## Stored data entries

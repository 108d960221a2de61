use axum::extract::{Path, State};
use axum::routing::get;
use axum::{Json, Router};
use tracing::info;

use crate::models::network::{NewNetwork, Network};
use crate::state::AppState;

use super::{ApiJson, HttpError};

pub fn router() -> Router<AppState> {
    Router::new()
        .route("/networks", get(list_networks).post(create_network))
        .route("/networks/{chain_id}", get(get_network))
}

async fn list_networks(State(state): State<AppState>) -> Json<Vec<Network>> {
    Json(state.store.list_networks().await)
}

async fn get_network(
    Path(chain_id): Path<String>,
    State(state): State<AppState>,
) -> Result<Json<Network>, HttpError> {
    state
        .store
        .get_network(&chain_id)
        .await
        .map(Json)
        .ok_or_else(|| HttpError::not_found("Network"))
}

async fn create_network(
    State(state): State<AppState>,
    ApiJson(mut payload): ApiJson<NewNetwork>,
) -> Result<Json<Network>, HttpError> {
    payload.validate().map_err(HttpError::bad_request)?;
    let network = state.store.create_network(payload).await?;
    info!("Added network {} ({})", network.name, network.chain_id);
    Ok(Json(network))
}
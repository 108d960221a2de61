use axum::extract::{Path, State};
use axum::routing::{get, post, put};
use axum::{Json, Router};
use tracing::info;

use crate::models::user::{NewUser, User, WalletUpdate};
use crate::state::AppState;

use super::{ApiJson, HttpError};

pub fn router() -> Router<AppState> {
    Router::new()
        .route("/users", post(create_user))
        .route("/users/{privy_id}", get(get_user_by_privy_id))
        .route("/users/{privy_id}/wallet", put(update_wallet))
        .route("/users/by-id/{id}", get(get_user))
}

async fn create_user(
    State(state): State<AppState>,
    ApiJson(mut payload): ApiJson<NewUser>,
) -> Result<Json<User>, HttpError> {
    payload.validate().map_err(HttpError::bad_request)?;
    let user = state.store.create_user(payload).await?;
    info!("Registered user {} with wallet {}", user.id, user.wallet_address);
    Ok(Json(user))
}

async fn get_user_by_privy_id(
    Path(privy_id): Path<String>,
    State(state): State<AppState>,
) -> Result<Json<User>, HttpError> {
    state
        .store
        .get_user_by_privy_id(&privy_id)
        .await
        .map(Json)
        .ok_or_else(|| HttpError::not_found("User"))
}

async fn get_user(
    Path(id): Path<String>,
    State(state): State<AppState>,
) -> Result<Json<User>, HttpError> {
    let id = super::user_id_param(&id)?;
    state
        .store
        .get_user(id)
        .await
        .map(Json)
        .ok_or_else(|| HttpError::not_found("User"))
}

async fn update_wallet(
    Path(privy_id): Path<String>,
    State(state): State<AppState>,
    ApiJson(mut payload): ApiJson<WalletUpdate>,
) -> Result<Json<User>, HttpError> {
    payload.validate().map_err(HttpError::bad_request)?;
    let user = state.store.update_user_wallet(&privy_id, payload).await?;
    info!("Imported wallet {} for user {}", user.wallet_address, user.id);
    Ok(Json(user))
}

---

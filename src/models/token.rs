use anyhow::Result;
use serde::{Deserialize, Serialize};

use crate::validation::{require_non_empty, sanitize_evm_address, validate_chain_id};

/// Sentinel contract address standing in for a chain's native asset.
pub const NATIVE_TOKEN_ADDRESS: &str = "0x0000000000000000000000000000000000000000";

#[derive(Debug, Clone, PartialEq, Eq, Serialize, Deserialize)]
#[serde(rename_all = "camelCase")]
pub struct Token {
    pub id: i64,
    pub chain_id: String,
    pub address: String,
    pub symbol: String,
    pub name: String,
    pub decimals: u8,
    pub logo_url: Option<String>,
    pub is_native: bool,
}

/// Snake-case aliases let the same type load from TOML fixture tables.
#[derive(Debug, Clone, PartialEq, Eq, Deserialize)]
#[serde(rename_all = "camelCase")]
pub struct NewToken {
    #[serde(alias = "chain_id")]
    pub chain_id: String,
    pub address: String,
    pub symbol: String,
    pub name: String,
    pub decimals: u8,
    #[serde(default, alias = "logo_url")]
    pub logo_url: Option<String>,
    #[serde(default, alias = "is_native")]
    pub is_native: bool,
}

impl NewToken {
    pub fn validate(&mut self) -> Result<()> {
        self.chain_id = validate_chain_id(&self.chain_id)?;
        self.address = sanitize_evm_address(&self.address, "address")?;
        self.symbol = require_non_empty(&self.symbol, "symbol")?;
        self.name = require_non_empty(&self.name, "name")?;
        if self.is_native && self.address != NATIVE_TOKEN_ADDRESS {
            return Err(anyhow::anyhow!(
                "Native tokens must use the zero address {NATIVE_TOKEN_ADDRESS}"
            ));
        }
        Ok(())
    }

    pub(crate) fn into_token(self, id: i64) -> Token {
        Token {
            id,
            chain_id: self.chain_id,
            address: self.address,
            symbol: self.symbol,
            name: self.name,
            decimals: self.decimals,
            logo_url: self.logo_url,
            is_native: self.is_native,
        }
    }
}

## WORK INSTRUCTIONS
Which lines in the records above contain the string "users"? Copy them.

## YOUR SOLUTION
        .route("/users", post(create_user))
        .route("/users/{privy_id}", get(get_user_by_privy_id))
        .route("/users/{privy_id}/wallet", put(update_wallet))
        .route("/users/by-id/{id}", get(get_user))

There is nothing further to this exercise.